**Work request**
Restate word for word the lines of the entries below, starting with the line that holds "self.nodes.push(RelationNode::new(relation))" and ending with the line that holds "are already joined", and no others.

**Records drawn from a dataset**
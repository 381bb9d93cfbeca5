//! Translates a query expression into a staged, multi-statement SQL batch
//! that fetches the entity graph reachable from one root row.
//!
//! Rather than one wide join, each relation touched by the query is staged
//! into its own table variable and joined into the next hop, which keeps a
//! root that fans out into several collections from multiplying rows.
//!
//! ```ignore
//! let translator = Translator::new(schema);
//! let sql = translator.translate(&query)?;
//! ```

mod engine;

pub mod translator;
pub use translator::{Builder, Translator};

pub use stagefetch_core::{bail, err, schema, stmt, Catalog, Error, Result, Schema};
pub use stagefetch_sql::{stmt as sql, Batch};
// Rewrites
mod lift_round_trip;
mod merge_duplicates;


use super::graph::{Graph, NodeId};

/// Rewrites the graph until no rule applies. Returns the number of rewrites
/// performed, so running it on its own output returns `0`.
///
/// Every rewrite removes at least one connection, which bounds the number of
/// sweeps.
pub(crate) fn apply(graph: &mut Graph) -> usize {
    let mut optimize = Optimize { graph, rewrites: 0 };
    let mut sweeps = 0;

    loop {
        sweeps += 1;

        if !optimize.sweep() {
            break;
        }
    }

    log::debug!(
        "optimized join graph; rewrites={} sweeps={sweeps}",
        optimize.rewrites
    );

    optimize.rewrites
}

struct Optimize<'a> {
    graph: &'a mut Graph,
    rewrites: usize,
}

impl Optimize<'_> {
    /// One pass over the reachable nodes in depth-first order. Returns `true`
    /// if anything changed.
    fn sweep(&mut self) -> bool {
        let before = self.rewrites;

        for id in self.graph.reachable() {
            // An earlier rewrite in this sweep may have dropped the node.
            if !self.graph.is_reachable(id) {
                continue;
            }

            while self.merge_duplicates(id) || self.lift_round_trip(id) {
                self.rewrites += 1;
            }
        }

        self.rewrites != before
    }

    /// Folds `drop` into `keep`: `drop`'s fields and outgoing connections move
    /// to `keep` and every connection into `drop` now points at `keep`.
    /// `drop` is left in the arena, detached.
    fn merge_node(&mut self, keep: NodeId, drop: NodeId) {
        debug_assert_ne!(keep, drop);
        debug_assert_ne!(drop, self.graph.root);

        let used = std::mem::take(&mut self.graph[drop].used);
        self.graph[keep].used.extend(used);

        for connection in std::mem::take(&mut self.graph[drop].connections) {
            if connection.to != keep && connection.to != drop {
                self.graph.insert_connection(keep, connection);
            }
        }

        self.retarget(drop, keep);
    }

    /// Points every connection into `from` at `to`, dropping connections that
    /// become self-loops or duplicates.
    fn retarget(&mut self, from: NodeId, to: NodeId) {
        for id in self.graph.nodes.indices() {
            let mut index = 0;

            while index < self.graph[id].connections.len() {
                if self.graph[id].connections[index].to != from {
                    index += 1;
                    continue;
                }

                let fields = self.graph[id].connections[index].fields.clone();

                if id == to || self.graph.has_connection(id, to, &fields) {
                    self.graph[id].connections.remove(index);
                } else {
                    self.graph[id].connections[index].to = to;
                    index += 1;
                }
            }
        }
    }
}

* * *

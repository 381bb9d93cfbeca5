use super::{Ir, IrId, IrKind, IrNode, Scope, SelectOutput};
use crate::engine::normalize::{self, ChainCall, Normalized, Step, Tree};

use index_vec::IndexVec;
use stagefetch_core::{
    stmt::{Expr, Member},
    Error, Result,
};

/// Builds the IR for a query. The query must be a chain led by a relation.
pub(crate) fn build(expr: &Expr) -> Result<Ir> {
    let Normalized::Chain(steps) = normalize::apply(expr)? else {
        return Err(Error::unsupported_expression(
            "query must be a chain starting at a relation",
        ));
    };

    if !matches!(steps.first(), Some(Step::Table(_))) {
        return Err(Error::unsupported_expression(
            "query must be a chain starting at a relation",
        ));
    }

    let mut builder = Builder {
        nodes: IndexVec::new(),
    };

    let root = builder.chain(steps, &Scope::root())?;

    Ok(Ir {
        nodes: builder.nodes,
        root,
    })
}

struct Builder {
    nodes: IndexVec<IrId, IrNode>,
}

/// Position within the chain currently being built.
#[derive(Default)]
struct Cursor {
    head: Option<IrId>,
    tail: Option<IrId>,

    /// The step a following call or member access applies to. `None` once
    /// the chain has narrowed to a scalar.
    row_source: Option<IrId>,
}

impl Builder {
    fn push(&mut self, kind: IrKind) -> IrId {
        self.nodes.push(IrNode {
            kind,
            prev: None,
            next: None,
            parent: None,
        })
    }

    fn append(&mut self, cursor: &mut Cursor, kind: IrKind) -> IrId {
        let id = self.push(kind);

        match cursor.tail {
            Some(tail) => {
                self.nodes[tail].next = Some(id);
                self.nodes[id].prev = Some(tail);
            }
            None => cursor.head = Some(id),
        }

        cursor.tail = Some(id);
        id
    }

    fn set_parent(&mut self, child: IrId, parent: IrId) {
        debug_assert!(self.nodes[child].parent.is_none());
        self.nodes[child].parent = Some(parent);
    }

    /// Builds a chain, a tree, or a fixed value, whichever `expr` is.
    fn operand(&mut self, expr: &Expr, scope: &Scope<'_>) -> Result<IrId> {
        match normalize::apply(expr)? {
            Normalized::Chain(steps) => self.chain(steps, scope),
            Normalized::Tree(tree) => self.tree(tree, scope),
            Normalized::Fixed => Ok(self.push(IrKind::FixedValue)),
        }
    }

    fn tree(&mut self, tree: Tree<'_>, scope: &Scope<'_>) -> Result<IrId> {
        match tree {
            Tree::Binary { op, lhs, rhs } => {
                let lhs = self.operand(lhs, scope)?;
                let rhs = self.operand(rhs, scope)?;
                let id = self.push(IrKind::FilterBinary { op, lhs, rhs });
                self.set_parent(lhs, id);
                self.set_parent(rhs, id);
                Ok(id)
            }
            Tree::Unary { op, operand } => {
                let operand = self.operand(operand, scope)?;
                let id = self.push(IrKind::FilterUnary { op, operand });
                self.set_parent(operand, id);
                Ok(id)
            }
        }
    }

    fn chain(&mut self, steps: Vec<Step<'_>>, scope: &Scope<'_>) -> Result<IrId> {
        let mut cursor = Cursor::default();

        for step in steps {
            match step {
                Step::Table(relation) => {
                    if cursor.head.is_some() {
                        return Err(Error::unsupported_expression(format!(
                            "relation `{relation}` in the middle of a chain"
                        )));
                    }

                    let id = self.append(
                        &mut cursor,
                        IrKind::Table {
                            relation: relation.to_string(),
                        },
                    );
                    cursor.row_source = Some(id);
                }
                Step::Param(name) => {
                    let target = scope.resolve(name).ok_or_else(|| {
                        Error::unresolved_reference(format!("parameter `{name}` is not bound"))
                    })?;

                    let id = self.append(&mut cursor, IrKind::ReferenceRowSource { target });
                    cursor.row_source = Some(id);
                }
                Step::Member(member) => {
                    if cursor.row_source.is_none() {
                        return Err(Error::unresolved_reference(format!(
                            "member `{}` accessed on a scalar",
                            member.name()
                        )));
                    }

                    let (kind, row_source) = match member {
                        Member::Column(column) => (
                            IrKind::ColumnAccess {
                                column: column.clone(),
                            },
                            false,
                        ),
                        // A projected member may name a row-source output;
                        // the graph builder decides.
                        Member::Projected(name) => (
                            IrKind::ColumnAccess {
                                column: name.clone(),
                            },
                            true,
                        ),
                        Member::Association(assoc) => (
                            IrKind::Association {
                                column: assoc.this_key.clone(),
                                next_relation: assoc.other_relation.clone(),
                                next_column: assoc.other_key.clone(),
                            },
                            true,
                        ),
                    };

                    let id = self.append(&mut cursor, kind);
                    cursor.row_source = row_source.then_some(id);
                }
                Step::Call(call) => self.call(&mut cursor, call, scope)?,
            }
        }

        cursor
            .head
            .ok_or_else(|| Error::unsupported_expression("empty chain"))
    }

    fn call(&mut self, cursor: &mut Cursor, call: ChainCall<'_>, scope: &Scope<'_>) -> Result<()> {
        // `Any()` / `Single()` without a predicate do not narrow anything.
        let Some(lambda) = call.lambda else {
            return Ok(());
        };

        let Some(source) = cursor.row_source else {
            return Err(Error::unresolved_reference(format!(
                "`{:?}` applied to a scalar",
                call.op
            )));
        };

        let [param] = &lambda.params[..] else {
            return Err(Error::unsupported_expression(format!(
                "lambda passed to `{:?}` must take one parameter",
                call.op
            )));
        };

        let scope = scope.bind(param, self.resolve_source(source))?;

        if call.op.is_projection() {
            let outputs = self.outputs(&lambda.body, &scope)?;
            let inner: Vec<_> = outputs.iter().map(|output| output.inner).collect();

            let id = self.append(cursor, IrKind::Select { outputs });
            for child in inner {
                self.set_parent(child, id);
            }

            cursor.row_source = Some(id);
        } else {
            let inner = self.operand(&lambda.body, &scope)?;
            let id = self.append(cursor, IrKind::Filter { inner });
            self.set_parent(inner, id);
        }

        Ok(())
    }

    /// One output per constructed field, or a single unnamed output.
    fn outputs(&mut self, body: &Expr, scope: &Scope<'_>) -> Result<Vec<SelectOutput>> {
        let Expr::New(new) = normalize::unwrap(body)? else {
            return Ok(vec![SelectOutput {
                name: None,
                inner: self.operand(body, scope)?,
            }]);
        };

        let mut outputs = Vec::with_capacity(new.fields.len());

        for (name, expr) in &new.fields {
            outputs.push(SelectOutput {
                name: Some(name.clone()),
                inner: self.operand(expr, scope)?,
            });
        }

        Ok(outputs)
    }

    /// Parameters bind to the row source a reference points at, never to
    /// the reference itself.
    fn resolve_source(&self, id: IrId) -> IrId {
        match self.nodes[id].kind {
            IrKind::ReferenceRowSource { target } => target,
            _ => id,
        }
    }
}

--

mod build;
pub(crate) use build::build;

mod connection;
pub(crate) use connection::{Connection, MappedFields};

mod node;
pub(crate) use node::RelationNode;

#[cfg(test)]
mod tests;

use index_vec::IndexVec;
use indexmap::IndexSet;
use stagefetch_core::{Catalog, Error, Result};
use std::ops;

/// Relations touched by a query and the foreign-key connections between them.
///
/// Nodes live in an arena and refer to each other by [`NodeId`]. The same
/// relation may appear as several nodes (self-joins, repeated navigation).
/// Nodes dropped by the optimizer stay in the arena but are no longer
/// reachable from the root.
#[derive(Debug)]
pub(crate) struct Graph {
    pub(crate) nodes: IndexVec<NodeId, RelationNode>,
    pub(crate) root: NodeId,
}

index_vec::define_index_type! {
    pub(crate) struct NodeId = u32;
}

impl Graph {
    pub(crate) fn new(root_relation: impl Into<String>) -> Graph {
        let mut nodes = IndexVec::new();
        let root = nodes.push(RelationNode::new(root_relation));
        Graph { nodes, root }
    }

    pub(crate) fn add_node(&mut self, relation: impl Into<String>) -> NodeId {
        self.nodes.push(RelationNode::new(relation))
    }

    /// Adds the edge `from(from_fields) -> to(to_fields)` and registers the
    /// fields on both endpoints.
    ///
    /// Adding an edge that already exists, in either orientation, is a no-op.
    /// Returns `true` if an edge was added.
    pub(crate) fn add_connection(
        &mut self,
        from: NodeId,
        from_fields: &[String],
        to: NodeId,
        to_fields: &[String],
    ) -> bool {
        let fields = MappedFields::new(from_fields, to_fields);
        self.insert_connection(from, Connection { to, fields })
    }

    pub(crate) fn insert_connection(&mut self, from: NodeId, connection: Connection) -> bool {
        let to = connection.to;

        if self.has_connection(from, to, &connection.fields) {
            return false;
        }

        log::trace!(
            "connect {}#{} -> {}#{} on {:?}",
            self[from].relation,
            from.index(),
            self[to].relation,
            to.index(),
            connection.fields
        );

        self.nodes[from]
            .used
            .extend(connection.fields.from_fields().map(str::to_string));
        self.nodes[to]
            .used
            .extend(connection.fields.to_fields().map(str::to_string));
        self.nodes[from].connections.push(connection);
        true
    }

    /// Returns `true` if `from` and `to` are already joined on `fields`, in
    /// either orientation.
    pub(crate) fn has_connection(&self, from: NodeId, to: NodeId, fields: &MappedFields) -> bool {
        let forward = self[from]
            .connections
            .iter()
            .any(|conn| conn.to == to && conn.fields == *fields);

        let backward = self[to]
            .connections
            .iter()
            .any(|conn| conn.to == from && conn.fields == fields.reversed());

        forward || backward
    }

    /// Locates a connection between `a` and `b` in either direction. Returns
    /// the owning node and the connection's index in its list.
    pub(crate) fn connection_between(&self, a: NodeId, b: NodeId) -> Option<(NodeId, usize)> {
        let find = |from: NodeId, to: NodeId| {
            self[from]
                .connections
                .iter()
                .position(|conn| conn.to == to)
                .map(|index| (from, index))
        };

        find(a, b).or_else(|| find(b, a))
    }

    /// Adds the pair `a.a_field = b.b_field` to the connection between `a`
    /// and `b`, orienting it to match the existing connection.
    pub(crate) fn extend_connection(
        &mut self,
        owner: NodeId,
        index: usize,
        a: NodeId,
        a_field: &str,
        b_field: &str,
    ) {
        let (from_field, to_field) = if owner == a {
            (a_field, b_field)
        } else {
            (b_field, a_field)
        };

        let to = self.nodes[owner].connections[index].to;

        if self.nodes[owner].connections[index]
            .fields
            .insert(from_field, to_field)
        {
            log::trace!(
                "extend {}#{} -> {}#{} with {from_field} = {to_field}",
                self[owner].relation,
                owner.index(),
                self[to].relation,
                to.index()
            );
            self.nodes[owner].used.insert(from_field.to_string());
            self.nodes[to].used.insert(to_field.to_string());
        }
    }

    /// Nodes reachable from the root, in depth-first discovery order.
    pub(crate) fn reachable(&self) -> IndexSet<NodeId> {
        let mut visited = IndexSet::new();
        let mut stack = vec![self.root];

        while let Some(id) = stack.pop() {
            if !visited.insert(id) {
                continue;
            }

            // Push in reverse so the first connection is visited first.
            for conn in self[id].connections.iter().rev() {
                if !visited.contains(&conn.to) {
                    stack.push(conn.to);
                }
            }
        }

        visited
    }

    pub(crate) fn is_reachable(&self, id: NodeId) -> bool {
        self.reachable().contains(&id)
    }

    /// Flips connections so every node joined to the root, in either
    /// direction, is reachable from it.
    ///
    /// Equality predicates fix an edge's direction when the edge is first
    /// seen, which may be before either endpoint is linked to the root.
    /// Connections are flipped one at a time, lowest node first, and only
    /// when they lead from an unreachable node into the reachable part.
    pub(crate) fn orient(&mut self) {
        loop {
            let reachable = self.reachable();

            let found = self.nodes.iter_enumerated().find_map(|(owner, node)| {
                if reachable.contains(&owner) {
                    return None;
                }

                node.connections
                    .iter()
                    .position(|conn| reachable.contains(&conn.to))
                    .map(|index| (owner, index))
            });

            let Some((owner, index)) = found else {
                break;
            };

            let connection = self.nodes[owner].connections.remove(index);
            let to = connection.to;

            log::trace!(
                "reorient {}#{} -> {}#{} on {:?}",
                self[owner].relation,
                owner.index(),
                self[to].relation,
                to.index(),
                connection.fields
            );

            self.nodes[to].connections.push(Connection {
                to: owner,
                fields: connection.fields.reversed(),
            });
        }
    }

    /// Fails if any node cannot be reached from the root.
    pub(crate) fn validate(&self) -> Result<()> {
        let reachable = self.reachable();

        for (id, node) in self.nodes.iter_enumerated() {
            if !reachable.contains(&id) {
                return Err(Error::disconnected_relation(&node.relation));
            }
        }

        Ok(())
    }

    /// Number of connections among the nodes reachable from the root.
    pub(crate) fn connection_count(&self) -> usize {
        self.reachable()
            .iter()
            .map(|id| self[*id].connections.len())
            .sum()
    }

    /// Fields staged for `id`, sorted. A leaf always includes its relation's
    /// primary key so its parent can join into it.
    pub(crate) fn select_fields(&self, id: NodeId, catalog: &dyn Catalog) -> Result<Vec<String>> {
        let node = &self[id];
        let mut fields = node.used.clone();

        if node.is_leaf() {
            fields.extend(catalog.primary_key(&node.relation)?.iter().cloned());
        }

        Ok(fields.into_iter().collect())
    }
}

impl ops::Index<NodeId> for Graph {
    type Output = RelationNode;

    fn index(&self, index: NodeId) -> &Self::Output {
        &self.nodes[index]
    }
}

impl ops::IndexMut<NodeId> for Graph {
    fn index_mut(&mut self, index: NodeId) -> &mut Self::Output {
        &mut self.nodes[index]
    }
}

**Problem solution**
        self.nodes.push(RelationNode::new(relation))
    }

    /// Adds the edge `from(from_fields) -> to(to_fields)` and registers the
    /// fields on both endpoints.
    ///
    /// Adding an edge that already exists, in either orientation, is a no-op.
    /// Returns `true` if an edge was added.
    pub(crate) fn add_connection(
        &mut self,
        from: NodeId,
        from_fields: &[String],
        to: NodeId,
        to_fields: &[String],
    ) -> bool {
        let fields = MappedFields::new(from_fields, to_fields);
        self.insert_connection(from, Connection { to, fields })
    }

    pub(crate) fn insert_connection(&mut self, from: NodeId, connection: Connection) -> bool {
        let to = connection.to;

        if self.has_connection(from, to, &connection.fields) {
            return false;
        }

        log::trace!(
            "connect {}#{} -> {}#{} on {:?}",
            self[from].relation,
            from.index(),
            self[to].relation,
            to.index(),
            connection.fields
        );

        self.nodes[from]
            .used
            .extend(connection.fields.from_fields().map(str::to_string));
        self.nodes[to]
            .used
            .extend(connection.fields.to_fields().map(str::to_string));
        self.nodes[from].connections.push(connection);
        true
    }

    /// Returns `true` if `from` and `to` are already joined on `fields`, in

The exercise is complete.